impl StatusExpectation {
    /// An open, non-timed-out `status` that must strictly advance the actor's block height.
    pub fn new(status: Status) -> Self {
        Self {
            status,
            closed: false,
            timed_out: false,
            advance: Advance::Strict,
        }
    }

    /// Expect the request to be closed.
    pub fn closed(mut self) -> Self {
        self.closed = true;
        self
    }

    /// Expect the request to have timed out (and therefore be closed).
    pub fn timed_out(mut self) -> Self {
        self.timed_out = true;
        self.closed = true;
        self
    }

    /// Allow the block height to equal the actor's previous observation.
    pub fn monotonic(mut self) -> Self {
        self.advance = Advance::Monotonic;
        self
    }
}

/// Verifies every notification about one request.
#[derive(Debug)]
pub struct Verifier {
    model: Request,
    expected: ExpectedState,
    floors: HashMap<String, BlockHeight>,
}
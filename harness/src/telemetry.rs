//! Utilities for collecting and reporting telemetry data.

use crate::Error;
use axum::{
    http::{header, StatusCode},
    response::IntoResponse,
    routing::get,
    serve, Extension, Router,
};
use prometheus_client::{encoding::text::encode, registry::Registry};
use std::{net::SocketAddr, sync::Arc};
use tokio::net::TcpListener;
use tracing::{error, info, Level};
use tracing_subscriber::{layer::SubscriberExt, EnvFilter};

/// Initialize telemetry at `level`, exposing `registry` at `/metrics` on `metrics` (if provided).
///
/// Must be called from within a tokio runtime when `metrics` is set.
pub fn init(level: Level, metrics: Option<(SocketAddr, Arc<Registry>)>) -> Result<(), Error> {
    // Create fmt layer for logging
    let fmt_layer = tracing_subscriber::fmt::layer()
        .json()
        .with_line_number(true)
        .with_thread_ids(true)
        .with_file(true);

    // Create a filter layer to set the maximum level
    let filter = EnvFilter::new(level.to_string());

    // Set the global subscriber
    let subscriber = tracing_subscriber::registry().with(filter).with(fmt_layer);
    tracing::subscriber::set_global_default(subscriber)
        .map_err(|err| Error::Telemetry(err.to_string()))?;

    // Expose metrics over HTTP
    if let Some((address, registry)) = metrics {
        tokio::spawn(async move {
            let listener = match TcpListener::bind(address).await {
                Ok(listener) => listener,
                Err(err) => {
                    error!(?err, %address, "could not bind to metrics address");
                    return;
                }
            };
            info!(%address, "serving metrics");
            if let Err(err) = serve(listener, router(registry)).await {
                error!(?err, "could not serve metrics");
            }
        });
    }
    Ok(())
}

/// A router serving `registry` in the prometheus text format at `/metrics`.
pub fn router(registry: Arc<Registry>) -> Router {
    Router::new()
        .route("/metrics", get(metrics))
        .layer(Extension(registry))
}

async fn metrics(Extension(registry): Extension<Arc<Registry>>) -> impl IntoResponse {
    let mut body = String::new();
    if let Err(err) = encode(&mut body, &registry) {
        error!(?err, "could not encode metrics");
        return (StatusCode::INTERNAL_SERVER_ERROR, String::new()).into_response();
    }
    (
        StatusCode::OK,
        [(
            header::CONTENT_TYPE,
            "application/openmetrics-text; version=1.0.0; charset=utf-8",
        )],
        body,
    )
        .into_response()
}
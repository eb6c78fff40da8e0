//! Identity-exchange harness CLI

use clap::{builder::PossibleValuesParser, Arg, ArgAction, Command};
use idex_harness::{
    client::HttpClient,
    config::Config,
    scenario::{self, Context},
    telemetry, webhook, Error,
};
use idex_observer::broker::Router;
use prometheus_client::registry::Registry;
use std::{path::PathBuf, process::ExitCode, sync::Arc};
use tokio::net::TcpListener;
use tracing::{error, info, Level};

/// Returns the version of the crate.
pub const fn crate_version() -> &'static str {
    env!("CARGO_PKG_VERSION")
}

/// Flag for verbose output
const VERBOSE_FLAG: &str = "verbose";

/// Run scenarios against a deployment
const RUN_CMD: &str = "run";

/// Prefix of every exported metric
const METRICS_PREFIX: &str = "idex";

/// Entrypoint for the harness CLI
#[tokio::main]
async fn main() -> ExitCode {
    // Define application
    let matches = Command::new("idex-harness")
        .version(crate_version())
        .about("Drive identity-exchange scenarios and verify every notification each actor receives.")
        .arg(
            Arg::new(VERBOSE_FLAG)
                .short('v')
                .long(VERBOSE_FLAG)
                .global(true)
                .action(ArgAction::SetTrue),
        )
        .subcommand_required(true)
        .subcommand(
            Command::new(RUN_CMD)
                .about("Run scenarios sequentially, stopping at the first failure.")
                .arg(
                    Arg::new("config")
                        .long("config")
                        .required(true)
                        .help("Path to YAML config file")
                        .value_parser(clap::value_parser!(PathBuf)),
                )
                .arg(
                    Arg::new("scenario")
                        .long("scenario")
                        .help("Scenario to run (repeatable, defaults to all)")
                        .action(ArgAction::Append)
                        .value_parser(PossibleValuesParser::new(scenario::ALL)),
                ),
        )
        .get_matches();
    let verbose = matches.get_flag(VERBOSE_FLAG);

    // Parse subcommands
    match matches.subcommand() {
        Some((RUN_CMD, matches)) => {
            let config_path = matches.get_one::<PathBuf>("config").unwrap();
            let scenarios: Vec<String> = match matches.get_many::<String>("scenario") {
                Some(selected) => selected.cloned().collect(),
                None => scenario::ALL.iter().map(|name| name.to_string()).collect(),
            };
            let config = match Config::load(config_path) {
                Ok(config) => config,
                Err(e) => {
                    tracing_subscriber::fmt().with_max_level(Level::ERROR).init();
                    error!(error=?e, path=?config_path, "failed to load config");
                    return ExitCode::FAILURE;
                }
            };
            if let Err(e) = run(config, &scenarios, verbose).await {
                error!(error=?e, "run failed");
                return ExitCode::FAILURE;
            }
            ExitCode::SUCCESS
        }
        _ => ExitCode::FAILURE,
    }
}

/// Serve callbacks and run `scenarios` against the deployment described by `config`.
async fn run(config: Config, scenarios: &[String], verbose: bool) -> Result<(), Error> {
    // Initialize telemetry
    let level = if verbose { Level::DEBUG } else { config.level()? };
    let mut registry = Registry::with_prefix(METRICS_PREFIX);
    let brokers = Router::with_registry(
        config.actors.iter().map(|actor| actor.node_id.clone()),
        &mut registry,
    );
    telemetry::init(level, config.metrics.map(|address| (address, Arc::new(registry))))?;

    // Receive callbacks
    let listener = TcpListener::bind(config.callback).await?;
    info!(address = %config.callback, url = %config.callback_url(), "receiving callbacks");
    let server = tokio::spawn(webhook::serve(listener, brokers.clone()));

    // Run scenarios
    let client = HttpClient::new(&config, config.callback_url())?;
    let context = Context::new(brokers, client, &config)?;
    let mut result = Ok(());
    for name in scenarios {
        if let Err(e) = context.run(name).await {
            error!(scenario = %name, error=?e, "scenario failed");
            result = Err(e);
            break;
        }
    }
    server.abort();
    if result.is_ok() {
        info!(count = scenarios.len(), "all scenarios passed");
    }
    result
}
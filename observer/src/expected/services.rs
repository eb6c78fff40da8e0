use crate::{wire::DataRequestDescriptor, Error};
use serde::{Deserialize, Serialize};
use std::collections::BTreeSet;

/// A service requested by the create action.
#[derive(Clone, Debug, PartialEq, Eq, Serialize, Deserialize)]
pub struct ServiceRequest {
    pub service_id: String,
    #[serde(default)]
    pub as_id_list: Vec<String>,
    pub min_as: u32,
    /// Opaque parameters forwarded to the AS. Never echoed to IdPs.
    #[serde(default)]
    pub request_params: String,
}

impl ServiceRequest {
    /// The shape the protocol echoes back for this service.
    pub fn descriptor(&self) -> DataRequestDescriptor {
        DataRequestDescriptor {
            service_id: self.service_id.clone(),
            as_id_list: self.as_id_list.clone(),
            min_as: self.min_as,
        }
    }
}

#[derive(Clone, Debug, PartialEq, Eq)]
struct Tracked {
    descriptor: DataRequestDescriptor,
    request_params: String,
    signed: BTreeSet<String>,
    received: BTreeSet<String>,
}

/// Expected data request descriptors and per-AS progress for one request.
///
/// Orchestrators call [ExpectedServices::mark_signed] and [ExpectedServices::mark_received] as AS
/// actions complete; the verifier compares the reported counters against these.
#[derive(Clone, Debug, Default, PartialEq, Eq)]
pub struct ExpectedServices {
    services: Vec<Tracked>,
}

impl ExpectedServices {
    /// Derive expectations from the requested services.
    pub fn new(requests: &[ServiceRequest]) -> Self {
        let services = requests
            .iter()
            .map(|request| Tracked {
                descriptor: request.descriptor(),
                request_params: request.request_params.clone(),
                signed: BTreeSet::new(),
                received: BTreeSet::new(),
            })
            .collect();
        Self { services }
    }

    /// The canonical descriptors, in request order.
    pub fn descriptors(&self) -> Vec<DataRequestDescriptor> {
        self.services.iter().map(|s| s.descriptor.clone()).collect()
    }

    /// Record that `as_id` signed its answer for `service_id`.
    pub fn mark_signed(&mut self, service_id: &str, as_id: &str) -> Result<(), Error> {
        let tracked = self.tracked_mut(service_id, as_id)?;
        if !tracked.signed.insert(as_id.to_string()) {
            return Err(Error::Counter {
                service_id: service_id.to_string(),
                as_id: as_id.to_string(),
                reason: "already signed",
            });
        }
        Ok(())
    }

    /// Record that the data of `as_id` for `service_id` reached the RP.
    pub fn mark_received(&mut self, service_id: &str, as_id: &str) -> Result<(), Error> {
        let tracked = self.tracked_mut(service_id, as_id)?;
        if !tracked.signed.contains(as_id) {
            return Err(Error::Counter {
                service_id: service_id.to_string(),
                as_id: as_id.to_string(),
                reason: "received before signed",
            });
        }
        if !tracked.received.insert(as_id.to_string()) {
            return Err(Error::Counter {
                service_id: service_id.to_string(),
                as_id: as_id.to_string(),
                reason: "already received",
            });
        }
        Ok(())
    }

    /// The parameters an AS is expected to receive for `service_id`.
    pub fn request_params(&self, service_id: &str) -> Option<&str> {
        self.tracked(service_id).map(|t| t.request_params.as_str())
    }

    /// Expected `(signed_data_count, received_data_count)` for `service_id`.
    pub fn counts(&self, service_id: &str) -> Option<(u32, u32)> {
        self.tracked(service_id)
            .map(|t| (t.signed.len() as u32, t.received.len() as u32))
    }

    /// Returns whether `as_id` is expected to have signed for `service_id`.
    pub fn is_signed(&self, service_id: &str, as_id: &str) -> bool {
        self.tracked(service_id)
            .is_some_and(|t| t.signed.contains(as_id))
    }

    /// Returns whether the data of `as_id` is expected to have reached the RP for `service_id`.
    pub fn is_received(&self, service_id: &str, as_id: &str) -> bool {
        self.tracked(service_id)
            .is_some_and(|t| t.received.contains(as_id))
    }

    /// Returns whether every service is expected to have received `min_as` answers.
    pub fn satisfied(&self) -> bool {
        self.services
            .iter()
            .all(|t| t.received.len() as u32 >= t.descriptor.min_as)
    }

    fn tracked(&self, service_id: &str) -> Option<&Tracked> {
        self.services
            .iter()
            .find(|t| t.descriptor.service_id == service_id)
    }

    fn tracked_mut(&mut self, service_id: &str, as_id: &str) -> Result<&mut Tracked, Error> {
        let tracked = self
            .services
            .iter_mut()
            .find(|t| t.descriptor.service_id == service_id)
            .ok_or_else(|| Error::UnknownService(service_id.to_string()))?;

        // An empty list lets any AS answer
        let as_id_list = &tracked.descriptor.as_id_list;
        if !as_id_list.is_empty() && !as_id_list.iter().any(|a| a == as_id) {
            return Err(Error::UnknownAccessor {
                service_id: service_id.to_string(),
                as_id: as_id.to_string(),
            });
        }
        Ok(tracked)
    }
}

#[cfg(test)]
mod tests {
    use super::*;

    fn services() -> ExpectedServices {
        ExpectedServices::new(&[
            ServiceRequest {
                service_id: "bank_statement".into(),
                as_id_list: vec!["as1".into(), "as2".into()],
                min_as: 1,
                request_params: "{\"format\":\"pdf\"}".into(),
            },
            ServiceRequest {
                service_id: "customer_info".into(),
                as_id_list: Vec::new(),
                min_as: 1,
                request_params: String::new(),
            },
        ])
    }

    #[test]
    fn test_descriptors_strip_params() {
        let descriptors = services().descriptors();
        assert_eq!(
            descriptors,
            vec![
                DataRequestDescriptor {
                    service_id: "bank_statement".into(),
                    as_id_list: vec!["as1".into(), "as2".into()],
                    min_as: 1,
                },
                DataRequestDescriptor {
                    service_id: "customer_info".into(),
                    as_id_list: Vec::new(),
                    min_as: 1,
                },
            ]
        );
    }

    #[test]
    fn test_counters() {
        let mut services = services();
        assert_eq!(services.counts("bank_statement"), Some((0, 0)));
        assert_eq!(
            services.request_params("bank_statement"),
            Some("{\"format\":\"pdf\"}")
        );
        assert_eq!(services.counts("unknown"), None);
        assert!(!services.satisfied());

        services.mark_signed("bank_statement", "as1").unwrap();
        assert_eq!(services.counts("bank_statement"), Some((1, 0)));
        assert!(services.is_signed("bank_statement", "as1"));
        assert!(!services.is_received("bank_statement", "as1"));

        services.mark_received("bank_statement", "as1").unwrap();
        assert_eq!(services.counts("bank_statement"), Some((1, 1)));

        // Any AS may answer an open service
        services.mark_signed("customer_info", "as7").unwrap();
        services.mark_received("customer_info", "as7").unwrap();
        assert!(services.satisfied());
    }

    #[test]
    fn test_counter_violations() {
        let mut services = services();
        assert!(matches!(
            services.mark_signed("unknown", "as1"),
            Err(Error::UnknownService(s)) if s == "unknown"
        ));
        assert!(matches!(
            services.mark_signed("bank_statement", "as3"),
            Err(Error::UnknownAccessor { .. })
        ));
        assert!(matches!(
            services.mark_received("bank_statement", "as1"),
            Err(Error::Counter { reason: "received before signed", .. })
        ));
        services.mark_signed("bank_statement", "as1").unwrap();
        assert!(matches!(
            services.mark_signed("bank_statement", "as1"),
            Err(Error::Counter { reason: "already signed", .. })
        ));
        services.mark_received("bank_statement", "as1").unwrap();
        assert!(matches!(
            services.mark_received("bank_statement", "as1"),
            Err(Error::Counter { reason: "already received", .. })
        ));
        assert_eq!(services.counts("bank_statement"), Some((1, 1)));
    }
}
//! Runs in which an AS delivers data.

use super::{Context, Session};
use crate::{config::Role, control::ControlPlane, Error};
use idex_observer::{
    expected::Registry,
    lifecycle::{Answer, Status},
    read::ReadApi,
    verifier::StatusExpectation,
};

pub const DATA_EXCHANGE: &str = "data_exchange";

/// One IdP accepts, the AS is asked for data, signs it, and the RP receives it.
///
/// The request is confirmed after the answer, stays confirmed once the data is signed, and
/// completes when the RP receives the data.
pub(super) async fn data_exchange<C>(ctx: &Context<C>) -> Result<Session, Error>
where
    C: ControlPlane + ReadApi + Registry,
{
    let idp = ctx.require(DATA_EXCHANGE, Role::Idp, 1)?[0].clone();
    let service = ctx.service(DATA_EXCHANGE)?;
    let as_id = service.as_id_list[0].clone();
    let mut session = ctx
        .create(ctx.request(
            ctx.fixture.data_mode,
            1,
            &[idp.clone()],
            vec![service.clone()],
        ))
        .await?;

    // Data is requested once the IdP accepts
    let requested = ctx.expect_data_request(&session, &as_id)?;
    ctx.respond(
        &mut session,
        &idp,
        Answer::Accept,
        StatusExpectation::new(Status::Confirmed),
    )
    .await?;
    ctx.data_request(&mut session, &as_id, requested).await?;

    ctx.send_data(
        &mut session,
        &as_id,
        &service.service_id,
        StatusExpectation::new(Status::Confirmed),
        StatusExpectation::new(Status::Completed).closed(),
    )
    .await?;
    ctx.finish(session).await
}

#[cfg(test)]
mod tests {
    use super::*;
    use crate::{config::Config, mocks::Engine};
    use idex_macros::test_traced;
    use idex_observer::broker::Router;

    const CONFIG: &str = r#"
callback: 127.0.0.1:8090
step_timeout_ms: 1000
actors:
  - {node_id: rp1, role: rp, api: "http://127.0.0.1:8200"}
  - {node_id: idp1, role: idp, api: "http://127.0.0.1:8100"}
  - {node_id: as1, role: as, api: "http://127.0.0.1:8300"}
  - {node_id: as2, role: as, api: "http://127.0.0.1:8301"}
fixture:
  namespace: citizen_id
  identifier: "1234"
  services:
    - service_id: bank_statement
      as_id_list: [as2]
      min_as: 1
      request_params: '{"format":"pdf"}'
"#;

    #[test_traced]
    async fn test_data_exchange_completes() {
        let config: Config = serde_yaml::from_str(CONFIG).unwrap();
        let brokers = Router::new(["rp1", "idp1", "as1", "as2"]);
        let engine = Engine::start(brokers.clone(), 3);
        let ctx = Context::new(brokers, engine, &config).unwrap();

        let session = data_exchange(&ctx).await.unwrap();
        let model = session.verifier().model();
        assert_eq!(model.status(), Status::Completed);
        assert!(model.services_satisfied());

        // Only the listed AS took part
        assert_eq!(session.participants, vec!["rp1", "idp1", "as2"]);
        assert!(session.verifier().floor("as1").is_none());
        let detail = ctx.control().request(session.request_id()).await.unwrap();
        assert_eq!(detail.data_request_list[0].received_data_count(), 1);
    }
}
══════════════════════════════
* Brief: Show every line from the entries above in which "clap" appears.

* Answer space:
use clap::{builder::PossibleValuesParser, Arg, ArgAction, Command};
                        .value_parser(clap::value_parser!(PathBuf)),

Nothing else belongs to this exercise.